TASK DIRECTIONS: Could you restate word for word every line of the records below, from the first one to the one holding "of moves without"?

BEGIN RECORDED DATA

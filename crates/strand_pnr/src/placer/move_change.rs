//! Incremental cost accounting for placement moves.
//!
//! Every candidate move gathers the nets whose bounding box may change and
//! the arcs whose timing cost must be re-evaluated into a
//! [`MoveChangeData`]. Deduplication uses parallel boolean arrays that the
//! same structure resets, so it is reused across millions of moves without
//! reallocation. Shadow moves (worker proposals) are expressed as a
//! `movedCells` overlay instead of touching the netlist.

use crate::placer::Placer;
use std::collections::HashMap;
use strand_device::ids::{BelId, CellId};
use strand_device::types::BoundingBox;
use strand_netlist::Net;

/// Shadow placement overlay: cell → BEL it would occupy if the move under
/// evaluation were applied.
pub(crate) type MovedCells = HashMap<CellId, BelId>;

/// Which side of a net a cell's port is on.
#[derive(Debug, Clone, Copy)]
pub(crate) enum PortSlot {
    /// The cell drives the net (all arcs change timing on a move).
    Driver(u32),
    /// The cell is user `.1` of net `.0` (one arc changes).
    User(u32, u32),
}

/// Dirty-set and delta accumulator for one move.
#[derive(Debug, Default)]
pub(crate) struct MoveChangeData {
    pub bounds_changed_nets: Vec<u32>,
    pub changed_arcs: Vec<(u32, u32)>,
    pub already_bounds_changed: Vec<bool>,
    pub already_changed_arcs: Vec<Vec<bool>>,
    pub new_net_bounds: Vec<(u32, BoundingBox)>,
    pub new_arc_costs: Vec<((u32, u32), f64)>,
    pub wirelen_delta: i64,
    pub timing_delta: f64,
}

impl MoveChangeData {
    /// Allocates dedup arrays for a design with the given per-net user
    /// counts (indexed by udata).
    pub(crate) fn new(arc_sizes: &[usize]) -> Self {
        Self {
            bounds_changed_nets: Vec::new(),
            changed_arcs: Vec::new(),
            already_bounds_changed: vec![false; arc_sizes.len()],
            already_changed_arcs: arc_sizes.iter().map(|&n| vec![false; n]).collect(),
            new_net_bounds: Vec::new(),
            new_arc_costs: Vec::new(),
            wirelen_delta: 0,
            timing_delta: 0.0,
        }
    }

    /// Clears the dirty sets and deltas; the boolean arrays are reset via
    /// the recorded entries so the cost stays proportional to the move.
    pub(crate) fn reset(&mut self) {
        for &bc in &self.bounds_changed_nets {
            self.already_bounds_changed[bc as usize] = false;
        }
        for &(n, u) in &self.changed_arcs {
            self.already_changed_arcs[n as usize][u as usize] = false;
        }
        self.bounds_changed_nets.clear();
        self.changed_arcs.clear();
        self.new_net_bounds.clear();
        self.new_arc_costs.clear();
        self.wirelen_delta = 0;
        self.timing_delta = 0.0;
    }
}

impl Placer<'_> {
    /// The BEL a cell occupies under the shadow overlay.
    pub(crate) fn cell_bel(&self, cell: CellId, moved: &MovedCells) -> Option<BelId> {
        match moved.get(&cell) {
            Some(&bel) => Some(bel),
            None => self.netlist.cell(cell).bel,
        }
    }

    /// Nets that never participate in cost accounting: undriven, driven
    /// from an unplaced cell, or riding a global buffer network.
    pub(crate) fn ignore_net(&self, net: &Net) -> bool {
        match &net.driver {
            None => true,
            Some(d) => match self.netlist.cell(d.cell).bel {
                None => true,
                Some(bel) => self.device().bel_global_buf(bel),
            },
        }
    }

    /// Recomputes a net's bounding box under the shadow overlay.
    pub(crate) fn get_net_bounds(&self, net: &Net, moved: &MovedCells) -> BoundingBox {
        let dev = self.device();
        let driver = net.driver.as_ref().expect("bounds of undriven net");
        let dbel = self
            .cell_bel(driver.cell, moved)
            .expect("bounds of unplaced driver");
        let dloc = dev.bel_location(dbel);
        let mut bb = BoundingBox::point(dloc.x, dloc.y);
        for user in &net.users {
            let Some(ubel) = self.cell_bel(user.cell, moved) else {
                continue;
            };
            let uloc = dev.bel_location(ubel);
            bb.extend(uloc.x, uloc.y);
        }
        bb
    }

    /// Timing cost of one arc under the shadow overlay.
    ///
    /// Budget-based mode penalizes delay beyond the arc's slack budget;
    /// criticality mode scales predicted delay by criticality raised to
    /// `crit_exp`. Arcs touching shadow-moved cells fall back to the
    /// topology-independent estimate, because `predict_delay` only knows
    /// committed placement.
    pub(crate) fn get_timing_cost(&self, net: &Net, user: usize, moved: &MovedCells) -> f64 {
        let Some(driver) = &net.driver else {
            return 0.0;
        };
        if self.cfg.budget_based {
            let delay = self
                .timing
                .predict_delay(self.device(), self.netlist, net.id, user)
                .max_ns;
            (delay - net.users[user].budget.max_ns).exp().min(10.0)
        } else {
            let Some(crit) = self.net_crit.get(&net.id) else {
                return 0.0;
            };
            if crit.criticality.is_empty() {
                return 0.0;
            }
            let usr_cell = net.users[user].cell;
            let delay = if moved.contains_key(&driver.cell) || moved.contains_key(&usr_cell) {
                let (Some(src), Some(dst)) =
                    (self.cell_bel(driver.cell, moved), self.cell_bel(usr_cell, moved))
                else {
                    return 0.0;
                };
                self.device().estimate_bel_delay(src, dst).max_ns
            } else {
                self.timing
                    .predict_delay(self.device(), self.netlist, net.id, user)
                    .max_ns
            };
            delay * f64::from(crit.criticality[user]).powf(self.cfg.crit_exp)
        }
    }

    /// Records the dirty nets and arcs of moving `cell` away from
    /// `old_bel` (to its overlay/current position).
    pub(crate) fn add_move_cell(
        &self,
        mc: &mut MoveChangeData,
        cell: CellId,
        old_bel: BelId,
        moved: &MovedCells,
    ) {
        let dev = self.device();
        let Some(curr_bel) = self.cell_bel(cell, moved) else {
            return;
        };
        let curr_loc = dev.bel_location(curr_bel);
        let old_loc = dev.bel_location(old_bel);
        for slot in &self.cell_ports[cell.index()] {
            let udata = match *slot {
                PortSlot::Driver(n) => n,
                PortSlot::User(n, _) => n,
            };
            let net = self.netlist.net(self.net_by_udata[udata as usize]);
            if self.ignore_net(net) {
                continue;
            }
            let curr_bounds = &self.net_bounds[udata as usize];
            // update needed when the old location sat on the boundary or
            // the new location leaves the box
            if curr_bounds.touches_edge(old_loc.x, old_loc.y)
                || !curr_bounds.contains(curr_loc.x, curr_loc.y)
            {
                if !mc.already_bounds_changed[udata as usize] {
                    mc.bounds_changed_nets.push(udata);
                    mc.already_bounds_changed[udata as usize] = true;
                }
            }
            if self.cfg.timing_driven && net.users.len() < self.cfg.timing_fanout_thresh {
                match *slot {
                    PortSlot::Driver(_) => {
                        for i in 0..net.users.len() as u32 {
                            if !mc.already_changed_arcs[udata as usize][i as usize] {
                                mc.changed_arcs.push((udata, i));
                                mc.already_changed_arcs[udata as usize][i as usize] = true;
                            }
                        }
                    }
                    PortSlot::User(_, i) => {
                        if !mc.already_changed_arcs[udata as usize][i as usize] {
                            mc.changed_arcs.push((udata, i));
                            mc.already_changed_arcs[udata as usize][i as usize] = true;
                        }
                    }
                }
            }
        }
    }

    /// Evaluates new bounds and arc costs for the dirty sets, producing
    /// the move's deltas.
    pub(crate) fn compute_cost_changes(&self, mc: &mut MoveChangeData, moved: &MovedCells) {
        for idx in 0..mc.bounds_changed_nets.len() {
            let udata = mc.bounds_changed_nets[idx];
            let old_hpwl = self.net_bounds[udata as usize].hpwl();
            let bounds =
                self.get_net_bounds(self.netlist.net(self.net_by_udata[udata as usize]), moved);
            mc.new_net_bounds.push((udata, bounds));
            mc.wirelen_delta += bounds.hpwl() - old_hpwl;
            mc.already_bounds_changed[udata as usize] = false;
        }
        if self.cfg.timing_driven {
            for idx in 0..mc.changed_arcs.len() {
                let (udata, user) = mc.changed_arcs[idx];
                let old_cost = self.net_arc_tcost[udata as usize][user as usize];
                let new_cost = self.get_timing_cost(
                    self.netlist.net(self.net_by_udata[udata as usize]),
                    user as usize,
                    moved,
                );
                mc.new_arc_costs.push(((udata, user), new_cost));
                mc.timing_delta += new_cost - old_cost;
                mc.already_changed_arcs[udata as usize][user as usize] = false;
            }
        }
    }

    /// Installs the computed values and folds the deltas into the running
    /// totals. Rejected moves simply skip this.
    pub(crate) fn commit_cost_changes(&mut self, mc: &MoveChangeData) {
        for &(udata, bb) in &mc.new_net_bounds {
            self.net_bounds[udata as usize] = bb;
        }
        for &((udata, user), cost) in &mc.new_arc_costs {
            self.net_arc_tcost[udata as usize][user as usize] = cost;
        }
        self.curr_wirelen_cost += mc.wirelen_delta;
        self.curr_timing_cost += mc.timing_delta;
    }
}

#[cfg(test)]
mod tests {
    use super::*;

    #[test]
    fn new_sizes_dedup_arrays() {
        let mc = MoveChangeData::new(&[2, 0, 3]);
        assert_eq!(mc.already_bounds_changed.len(), 3);
        assert_eq!(mc.already_changed_arcs[0].len(), 2);
        assert_eq!(mc.already_changed_arcs[1].len(), 0);
        assert_eq!(mc.already_changed_arcs[2].len(), 3);
    }

    #[test]
    fn reset_clears_only_touched_flags() {
        let mut mc = MoveChangeData::new(&[1, 1]);
        mc.bounds_changed_nets.push(1);
        mc.already_bounds_changed[1] = true;
        mc.changed_arcs.push((0, 0));
        mc.already_changed_arcs[0][0] = true;
        mc.wirelen_delta = 5;
        mc.timing_delta = 1.5;

        mc.reset();
        assert!(mc.bounds_changed_nets.is_empty());
        assert!(mc.changed_arcs.is_empty());
        assert!(!mc.already_bounds_changed[1]);
        assert!(!mc.already_changed_arcs[0][0]);
        assert_eq!(mc.wirelen_delta, 0);
        assert_eq!(mc.timing_delta, 0.0);
    }
}
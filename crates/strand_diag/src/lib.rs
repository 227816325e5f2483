//! Thread-safe diagnostic accumulation for parallel PnR stages.
//!
//! Worker threads must never print; instead they push [`Diagnostic`]s into
//! a shared [`DiagnosticSink`] which the coordinator drains at phase
//! boundaries. Severity counters are tracked atomically so hot paths can
//! check `has_errors` without taking the lock.

#![warn(missing_docs)]

use serde::{Deserialize, Serialize};
use std::sync::atomic::{AtomicUsize, Ordering};
use std::sync::Mutex;

/// How serious a diagnostic is.
#[derive(Debug, Clone, Copy, PartialEq, Eq, PartialOrd, Ord, Serialize, Deserialize)]
pub enum Severity {
    /// Informational; no action needed.
    Note,
    /// Suspicious but the run can complete.
    Warning,
    /// The run cannot produce a valid result.
    Error,
}

/// Which stage of the flow produced a diagnostic.
#[derive(Debug, Clone, Copy, PartialEq, Eq, Serialize, Deserialize)]
pub enum Stage {
    /// Device model construction or queries.
    Device,
    /// The placement refiner.
    Placer,
    /// The routing engine.
    Router,
    /// Timing oracle interactions.
    Timing,
}

/// A single diagnostic message.
#[derive(Debug, Clone, Serialize, Deserialize)]
pub struct Diagnostic {
    /// Severity of the diagnostic.
    pub severity: Severity,
    /// Originating stage.
    pub stage: Stage,
    /// Human-readable message.
    pub message: String,
}

impl Diagnostic {
    /// Creates an error diagnostic.
    pub fn error(stage: Stage, message: impl Into<String>) -> Self {
        Self {
            severity: Severity::Error,
            stage,
            message: message.into(),
        }
    }

    /// Creates a warning diagnostic.
    pub fn warning(stage: Stage, message: impl Into<String>) -> Self {
        Self {
            severity: Severity::Warning,
            stage,
            message: message.into(),
        }
    }

    /// Creates a note diagnostic.
    pub fn note(stage: Stage, message: impl Into<String>) -> Self {
        Self {
            severity: Severity::Note,
            stage,
            message: message.into(),
        }
    }
}

/// A thread-safe accumulator for diagnostics.
#[derive(Debug, Default)]
pub struct DiagnosticSink {
    entries: Mutex<Vec<Diagnostic>>,
    errors: AtomicUsize,
    warnings: AtomicUsize,
}

impl DiagnosticSink {
    /// Creates a new empty sink.
    pub fn new() -> Self {
        Self::default()
    }

    /// Pushes a diagnostic into the sink.
    pub fn emit(&self, diag: Diagnostic) {
        match diag.severity {
            Severity::Error => {
                self.errors.fetch_add(1, Ordering::Relaxed);
            }
            Severity::Warning => {
                self.warnings.fetch_add(1, Ordering::Relaxed);
            }
            Severity::Note => {}
        }
        self.entries.lock().unwrap().push(diag);
    }

    /// Returns `true` if any error-severity diagnostics were emitted.
    pub fn has_errors(&self) -> bool {
        self.errors.load(Ordering::Relaxed) > 0
    }

    /// Number of error diagnostics emitted so far.
    pub fn error_count(&self) -> usize {
        self.errors.load(Ordering::Relaxed)
    }

    /// Number of warning diagnostics emitted so far.
    pub fn warning_count(&self) -> usize {
        self.warnings.load(Ordering::Relaxed)
    }

    /// Takes all accumulated diagnostics, leaving the sink empty. The
    /// severity counters are reset together with the entries.
    pub fn take_all(&self) -> Vec<Diagnostic> {
        let mut entries = self.entries.lock().unwrap();
        self.errors.store(0, Ordering::Relaxed);
        self.warnings.store(0, Ordering::Relaxed);
        std::mem::take(&mut *entries)
    }

    /// Returns a snapshot of accumulated diagnostics without draining.
    pub fn snapshot(&self) -> Vec<Diagnostic> {
        self.entries.lock().unwrap().clone()
    }
}
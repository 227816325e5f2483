//! Device model contract and synthetic fabric for the strand PnR cores.
//!
//! This crate defines everything the placement and routing engines know
//! about an FPGA device: opaque identifiers, geometry and delay types,
//! binding strengths, deterministic randomness, and the [`DeviceModel`]
//! trait through which all fabric queries and binding mutations flow.
//! [`GridDevice`] is a synthetic, explicitly constructed fabric used by
//! hosts without a real device database and by the test suites.

#![warn(missing_docs)]

pub mod device;
pub mod grid;
pub mod ids;
pub mod rng;
pub mod types;

pub use device::DeviceModel;
pub use grid::GridDevice;
pub use ids::{BelId, BelTypeId, CellId, NetId, PipId, RegionId, WireId};
pub use rng::DetRng;
pub use types::{BelPin, BoundingBox, Delay, Loc, PinDir, Strength};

END RECORDED DATA

TASK RESULT:
filename crates/strand_pnr/src/placer/move_change.rs
//! Incremental cost accounting for placement moves.
//!
//! Every candidate move gathers the nets whose bounding box may change and
//! the arcs whose timing cost must be re-evaluated into a
//! [`MoveChangeData`]. Deduplication uses parallel boolean arrays that the
//! same structure resets, so it is reused across millions of moves without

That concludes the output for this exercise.